Efficient Algorithm-Level Error Detection for Number-Theoretic Transform Used for Kyber Assessed on FPGAs and ARM

Abstract

Polynomial multiplication stands out as a highly demanding arithmetic process in the development of post-quantum cryptosystems. The importance of the number-theoretic transform (NTT) extends beyond post-quantum cryptosystems, proving valuable in enhancing existing security protocols such as digital signature schemes and hash functions. CRYSTALS-KYBER stands out as the sole public key encryption (PKE) algorithm chosen by the National Institute of Standards and Technology (NIST) in its third round selection, making it highly regarded as a leading post-quantum cryptography (PQC) solution. Faults have the potential to disrupt cryptographic systems, compromise data integrity, and enable side-channel attacks, making the incorporation of robust error detection mechanisms essential. This article introduces algorithm-level fault detection schemes in the NTT multiplication using Negative Wrapped Convolution (NWC) and the NTT tailored for Kyber Round 3, representing a significant enhancement compared with previous research.
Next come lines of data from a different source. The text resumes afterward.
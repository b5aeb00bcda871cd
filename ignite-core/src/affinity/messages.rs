//! Partition topology query.

use std::collections::HashMap;
use std::sync::Arc;

use super::partition::MAX_PARTITIONS;
use super::topology::{AffinityKeyConfig, CacheAffinity, NodeMap, PartitionTopology, TopologyVersion};
use crate::error::{IgniteError, Result};
use crate::protocol::{Request, OP_CACHE_PARTITIONS};
use crate::serialization::ObjectDataInput;
use crate::wire::{decode, encode, field, Descriptor, Record, Value};

fn is_applicable(record: &Record) -> bool {
    matches!(record.get("is_applicable"), Some(Value::Bool(true)))
}

fn request_descriptor() -> Descriptor {
    Descriptor::struct_array(vec![field("cache_id", Descriptor::INT)])
}

/// Layout of the partition topology response payload.
pub fn partitions_response_descriptor() -> Descriptor {
    let cache_mapping = Descriptor::conditional(
        is_applicable,
        Descriptor::struct_array(vec![
            field("cache_id", Descriptor::INT),
            field(
                "cache_config",
                Descriptor::struct_array(vec![
                    field("key_type_id", Descriptor::INT),
                    field("affinity_key_field_id", Descriptor::INT),
                ]),
            ),
        ]),
        Descriptor::struct_array(vec![field("cache_id", Descriptor::INT)]),
    );
    let node_mapping = Descriptor::conditional(
        is_applicable,
        Descriptor::struct_array(vec![
            field("node_uuid", Descriptor::UUID_OBJECT),
            field(
                "node_partitions",
                Descriptor::struct_array(vec![field("partition_id", Descriptor::INT)]),
            ),
        ]),
        Descriptor::structure(vec![]),
    );
    Descriptor::structure(vec![
        field("version_major", Descriptor::LONG),
        field("version_minor", Descriptor::INT),
        field(
            "partition_mapping",
            Descriptor::struct_array(vec![
                field("is_applicable", Descriptor::BOOL),
                field("cache_mapping", cache_mapping),
                field("node_mapping", node_mapping),
            ]),
        ),
    ])
}

/// Builds a partition topology query for `cache_ids` in one request.
///
/// `request_id` overrides the process-wide request counter.
pub fn partitions_request(cache_ids: &[i32], request_id: Option<i64>) -> Result<Request> {
    let ids = cache_ids
        .iter()
        .map(|id| Record::new().with("cache_id", *id))
        .collect::<Vec<_>>();
    let mut request = match request_id {
        Some(id) => Request::with_request_id(OP_CACHE_PARTITIONS, id),
        None => Request::new(OP_CACHE_PARTITIONS),
    };
    encode(&request_descriptor(), &Value::Array(ids), request.payload_mut())?;
    Ok(request)
}

/// Parses a partition topology response.
///
/// Every applicability group is expanded into one entry per cache id; all
/// caches of a group share one [`NodeMap`]. Ids in `requested` that the
/// server did not mention are reported as inapplicable.
pub fn parse_partitions_response(payload: &[u8], requested: &[i32]) -> Result<PartitionTopology> {
    let mut input = ObjectDataInput::new(payload);
    let value = decode(&partitions_response_descriptor(), &mut input)?;
    let record = value
        .as_record()
        .ok_or_else(|| IgniteError::Protocol("partition response is not a record".to_string()))?;

    let version = TopologyVersion::new(record.long("version_major")?, record.int("version_minor")?);
    let mut caches: HashMap<i32, CacheAffinity> = HashMap::new();

    for group in record.array("partition_mapping")? {
        let cache_mapping = group.array("cache_mapping")?;
        if !group.bool("is_applicable")? {
            for cache in cache_mapping {
                let cache_id = cache.int("cache_id")?;
                caches.insert(cache_id, CacheAffinity::inapplicable(cache_id));
            }
            continue;
        }

        let node_map = Arc::new(NodeMap::new(
            group
                .array("node_mapping")?
                .iter()
                .map(|node| {
                    let uuid = node.uuid_object("node_uuid")?.ok_or_else(|| {
                        IgniteError::Protocol("null node id in partition mapping".to_string())
                    })?;
                    let partitions = node
                        .array("node_partitions")?
                        .iter()
                        .map(|p| {
                            let id = p.int("partition_id")?;
                            if !(0..MAX_PARTITIONS).contains(&id) {
                                return Err(IgniteError::Protocol(format!(
                                    "partition id {} out of range",
                                    id
                                )));
                            }
                            Ok(id)
                        })
                        .collect::<Result<Vec<_>>>()?;
                    Ok((uuid, partitions))
                })
                .collect::<Result<Vec<_>>>()?,
        ));

        for cache in cache_mapping {
            let cache_id = cache.int("cache_id")?;
            let key_config = cache
                .array("cache_config")?
                .iter()
                .map(|c| Ok((c.int("key_type_id")?, c.int("affinity_key_field_id")?)))
                .collect::<Result<AffinityKeyConfig>>()?;
            caches.insert(
                cache_id,
                CacheAffinity::applicable(cache_id, Arc::new(key_config), Arc::clone(&node_map)),
            );
        }
    }

    for cache_id in requested {
        caches
            .entry(*cache_id)
            .or_insert_with(|| CacheAffinity::inapplicable(*cache_id));
    }

    Ok(PartitionTopology::new(version, caches.into_values()))
}

#[cfg(test)]
mod tests {
    use super::*;
    use crate::serialization::{DataInput, ObjectDataOutput};
    use uuid::Uuid;

    fn group_applicable(caches: &[i32], nodes: &[(Uuid, Vec<i32>)]) -> Record {
        Record::new()
            .with("is_applicable", true)
            .with(
                "cache_mapping",
                caches
                    .iter()
                    .map(|id| {
                        Record::new().with("cache_id", *id).with(
                            "cache_config",
                            vec![Record::new()
                                .with("key_type_id", 100)
                                .with("affinity_key_field_id", 200)],
                        )
                    })
                    .collect::<Vec<_>>(),
            )
            .with(
                "node_mapping",
                nodes
                    .iter()
                    .map(|(uuid, parts)| {
                        Record::new()
                            .with("node_uuid", Value::UuidObject(Some(*uuid)))
                            .with(
                                "node_partitions",
                                parts
                                    .iter()
                                    .map(|p| Record::new().with("partition_id", *p))
                                    .collect::<Vec<_>>(),
                            )
                    })
                    .collect::<Vec<_>>(),
            )
    }

    fn group_inapplicable(caches: &[i32]) -> Record {
        Record::new()
            .with("is_applicable", false)
            .with(
                "cache_mapping",
                caches
                    .iter()
                    .map(|id| Record::new().with("cache_id", *id))
                    .collect::<Vec<_>>(),
            )
            .with("node_mapping", Record::new())
    }

    fn response(major: i64, minor: i32, groups: Vec<Record>) -> Vec<u8> {
        let value = Value::Record(
            Record::new()
                .with("version_major", major)
                .with("version_minor", minor)
                .with("partition_mapping", groups),
        );
        let mut out = ObjectDataOutput::new();
        encode(&partitions_response_descriptor(), &value, &mut out).unwrap();
        out.into_bytes()
    }

    #[test]
    fn test_request_payload() {
        let request = partitions_request(&[7, 9], None).unwrap();
        assert_eq!(request.op_code(), OP_CACHE_PARTITIONS);
        let mut input = ObjectDataInput::new(request.payload());
        assert_eq!(input.read_int().unwrap(), 2);
        assert_eq!(input.read_int().unwrap(), 7);
        assert_eq!(input.read_int().unwrap(), 9);
    }

    #[test]
    fn test_request_with_explicit_id() {
        let request = partitions_request(&[7], Some(i64::MAX)).unwrap();
        assert_eq!(request.request_id(), i64::MAX);
        let fresh = partitions_request(&[7], None).unwrap();
        assert_ne!(fresh.request_id(), i64::MAX);
    }

    #[test]
    fn test_group_expands_with_shared_node_map() {
        let node_a = Uuid::new_v4();
        let bytes = response(3, 1, vec![group_applicable(&[7, 9], &[(node_a, vec![0, 1, 2])])]);
        let topology = parse_partitions_response(&bytes, &[7, 9]).unwrap();

        assert_eq!(topology.version(), TopologyVersion::new(3, 1));
        let seven = topology.get(7).unwrap();
        let nine = topology.get(9).unwrap();
        assert!(seven.is_applicable());
        assert!(nine.is_applicable());
        assert_eq!(seven.node_map(), nine.node_map());
        assert!(Arc::ptr_eq(seven.node_map().unwrap(), nine.node_map().unwrap()));
        assert_eq!(seven.node_map().unwrap().partitions(&node_a), Some(&[0, 1, 2][..]));
        assert_eq!(seven.key_config().unwrap().get(&100), Some(&200));
        assert_eq!(topology.node_for_partition(9, 2), Some(node_a));
    }

    #[test]
    fn test_single_id_query_yields_same_map() {
        let node_a = Uuid::new_v4();
        let bytes = response(1, 0, vec![group_applicable(&[7, 9], &[(node_a, vec![0, 1, 2])])]);
        let only_nine = parse_partitions_response(&bytes, &[9]).unwrap();
        let only_seven = parse_partitions_response(&bytes, &[7]).unwrap();
        assert_eq!(
            only_nine.get(9).unwrap().node_map(),
            only_seven.get(7).unwrap().node_map()
        );
    }

    #[test]
    fn test_inapplicable_group() {
        let node_a = Uuid::new_v4();
        let bytes = response(
            2,
            0,
            vec![
                group_inapplicable(&[11]),
                group_applicable(&[7], &[(node_a, vec![0])]),
            ],
        );
        let topology = parse_partitions_response(&bytes, &[7, 11]).unwrap();
        let eleven = topology.get(11).unwrap();
        assert!(!eleven.is_applicable());
        assert!(eleven.node_map().is_none());
        assert!(eleven.key_config().is_none());
        assert!(topology.get(7).unwrap().is_applicable());
    }

    #[test]
    fn test_unreported_id_is_inapplicable() {
        let bytes = response(1, 0, vec![]);
        let topology = parse_partitions_response(&bytes, &[42]).unwrap();
        assert!(!topology.get(42).unwrap().is_applicable());
    }

    #[test]
    fn test_out_of_range_partition_rejected() {
        let node_a = Uuid::new_v4();
        let bytes = response(1, 0, vec![group_applicable(&[7], &[(node_a, vec![i32::MAX])])]);
        assert!(parse_partitions_response(&bytes, &[7]).is_err());
    }

    #[test]
    fn test_truncated_response() {
        let node_a = Uuid::new_v4();
        let bytes = response(1, 0, vec![group_applicable(&[7], &[(node_a, vec![0, 1])])]);
        assert!(matches!(
            parse_partitions_response(&bytes[..bytes.len() - 2], &[7]),
            Err(IgniteError::Protocol(_))
        ));
    }
}
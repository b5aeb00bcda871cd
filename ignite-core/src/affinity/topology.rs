//! Partition topology model.

use std::collections::HashMap;
use std::fmt;
use std::sync::Arc;

use uuid::Uuid;

use super::partition::partition_for_hash;

/// Affinity topology version. Versions only move forward.
#[derive(Debug, Clone, Copy, PartialEq, Eq, PartialOrd, Ord, Hash, Default)]
pub struct TopologyVersion {
    /// Incremented when nodes join or leave.
    pub major: i64,
    /// Incremented on partition reassignment within one major version.
    pub minor: i32,
}

impl TopologyVersion {
    /// Creates a version.
    pub const fn new(major: i64, minor: i32) -> Self {
        Self { major, minor }
    }

    /// Returns the version as a `(major, minor)` pair.
    pub fn as_tuple(&self) -> (i64, i32) {
        (self.major, self.minor)
    }
}

impl fmt::Display for TopologyVersion {
    fn fmt(&self, f: &mut fmt::Formatter<'_>) -> fmt::Result {
        write!(f, "{}.{}", self.major, self.minor)
    }
}

/// Affinity key configuration of one cache: key type id → affinity field id.
pub type AffinityKeyConfig = HashMap<i32, i32>;

/// Partition ownership of one applicability group.
#[derive(Debug, Clone, PartialEq, Eq, Default)]
pub struct NodeMap {
    nodes: HashMap<Uuid, Vec<i32>>,
    owners: Vec<Option<Uuid>>,
}

impl NodeMap {
    /// Builds a map from `(node, partitions)` pairs.
    pub fn new<I>(entries: I) -> Self
    where
        I: IntoIterator<Item = (Uuid, Vec<i32>)>,
    {
        let nodes: HashMap<Uuid, Vec<i32>> = entries.into_iter().collect();
        let count = nodes
            .values()
            .flatten()
            .filter(|p| **p >= 0)
            .map(|p| *p as usize + 1)
            .max()
            .unwrap_or(0);
        let mut owners = vec![None; count];
        for (node, partitions) in &nodes {
            for partition in partitions.iter().filter(|p| **p >= 0) {
                owners[*partition as usize] = Some(*node);
            }
        }
        Self { nodes, owners }
    }

    /// Partitions owned by `node`, in server order.
    pub fn partitions(&self, node: &Uuid) -> Option<&[i32]> {
        self.nodes.get(node).map(Vec::as_slice)
    }

    /// Iterates over `(node, partitions)` pairs.
    pub fn iter(&self) -> impl Iterator<Item = (&Uuid, &[i32])> {
        self.nodes.iter().map(|(n, p)| (n, p.as_slice()))
    }

    /// Number of nodes in the map.
    pub fn node_count(&self) -> usize {
        self.nodes.len()
    }

    /// Number of partitions the map covers.
    pub fn partition_count(&self) -> usize {
        self.owners.len()
    }

    /// Node owning `partition`.
    pub fn owner(&self, partition: i32) -> Option<Uuid> {
        usize::try_from(partition)
            .ok()
            .and_then(|p| self.owners.get(p).copied().flatten())
    }
}

/// Affinity of one cache within a topology.
#[derive(Debug, Clone, PartialEq, Eq)]
pub struct CacheAffinity {
    cache_id: i32,
    key_config: Option<Arc<AffinityKeyConfig>>,
    node_map: Option<Arc<NodeMap>>,
}

impl CacheAffinity {
    /// An applicable entry sharing `node_map` with the rest of its group.
    pub fn applicable(cache_id: i32, key_config: Arc<AffinityKeyConfig>, node_map: Arc<NodeMap>) -> Self {
        Self {
            cache_id,
            key_config: Some(key_config),
            node_map: Some(node_map),
        }
    }

    /// An entry for a cache without affinity-aware distribution.
    pub fn inapplicable(cache_id: i32) -> Self {
        Self {
            cache_id,
            key_config: None,
            node_map: None,
        }
    }

    /// Cache id.
    pub fn cache_id(&self) -> i32 {
        self.cache_id
    }

    /// Returns `false` when callers must fall back to non-affinity routing.
    pub fn is_applicable(&self) -> bool {
        self.node_map.is_some()
    }

    /// Key type id → affinity key field id.
    pub fn key_config(&self) -> Option<&Arc<AffinityKeyConfig>> {
        self.key_config.as_ref()
    }

    /// Partition ownership, shared with every cache of the same group.
    pub fn node_map(&self) -> Option<&Arc<NodeMap>> {
        self.node_map.as_ref()
    }

    /// Node owning `partition`.
    pub fn node_for_partition(&self, partition: i32) -> Option<Uuid> {
        self.node_map.as_ref().and_then(|m| m.owner(partition))
    }

    /// Node owning the partition of a key with the given hash.
    pub fn node_for_hash(&self, hash: i32) -> Option<Uuid> {
        let map = self.node_map.as_ref()?;
        let partition = partition_for_hash(hash, map.partition_count())?;
        map.owner(partition)
    }
}

/// Partition topology of a set of caches at one version.
#[derive(Debug, Clone, PartialEq, Eq, Default)]
pub struct PartitionTopology {
    version: TopologyVersion,
    caches: HashMap<i32, CacheAffinity>,
}

impl PartitionTopology {
    /// Creates a topology from per-cache entries.
    pub fn new<I>(version: TopologyVersion, caches: I) -> Self
    where
        I: IntoIterator<Item = CacheAffinity>,
    {
        Self {
            version,
            caches: caches.into_iter().map(|c| (c.cache_id, c)).collect(),
        }
    }

    /// Topology version the server reported.
    pub fn version(&self) -> TopologyVersion {
        self.version
    }

    /// Entry for `cache_id`.
    pub fn get(&self, cache_id: i32) -> Option<&CacheAffinity> {
        self.caches.get(&cache_id)
    }

    /// Iterates over all entries.
    pub fn caches(&self) -> impl Iterator<Item = &CacheAffinity> {
        self.caches.values()
    }

    /// Number of cache entries.
    pub fn len(&self) -> usize {
        self.caches.len()
    }

    /// Returns `true` if no cache is described.
    pub fn is_empty(&self) -> bool {
        self.caches.is_empty()
    }

    /// Node owning `partition` of `cache_id`.
    pub fn node_for_partition(&self, cache_id: i32, partition: i32) -> Option<Uuid> {
        self.get(cache_id).and_then(|c| c.node_for_partition(partition))
    }

    /// Merges `other` into this topology, keeping the newer version.
    pub fn merge(&mut self, other: PartitionTopology) {
        self.version = self.version.max(other.version);
        self.caches.extend(other.caches);
    }
}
We evaluate this through the simulation of a fault model, ensuring that the conducted assessments accurately mirror the obtained results. Our fault detection scheme is designed to address both malicious fault injection attacks on Kyber and naturally occurring faults. Furthermore, we assessed the effectiveness of the proposed error detection scheme for the NTT implemented in both NWC and Kyber, using AMD/Xilinx Artix-7 FPGA, HLS and processor-based approaches. In our FPGA implementation of NWC, the integration of our error detection approach achieves near-100% fault coverage with minimal area overhead and results in only a 12% increase in latency compared with the original hardware design. Finally, we attained an error detection ratio of nearly 100% for the NTT operation in Kyber, with a clock cycle overhead of 16% on the Cortex-A72 processor.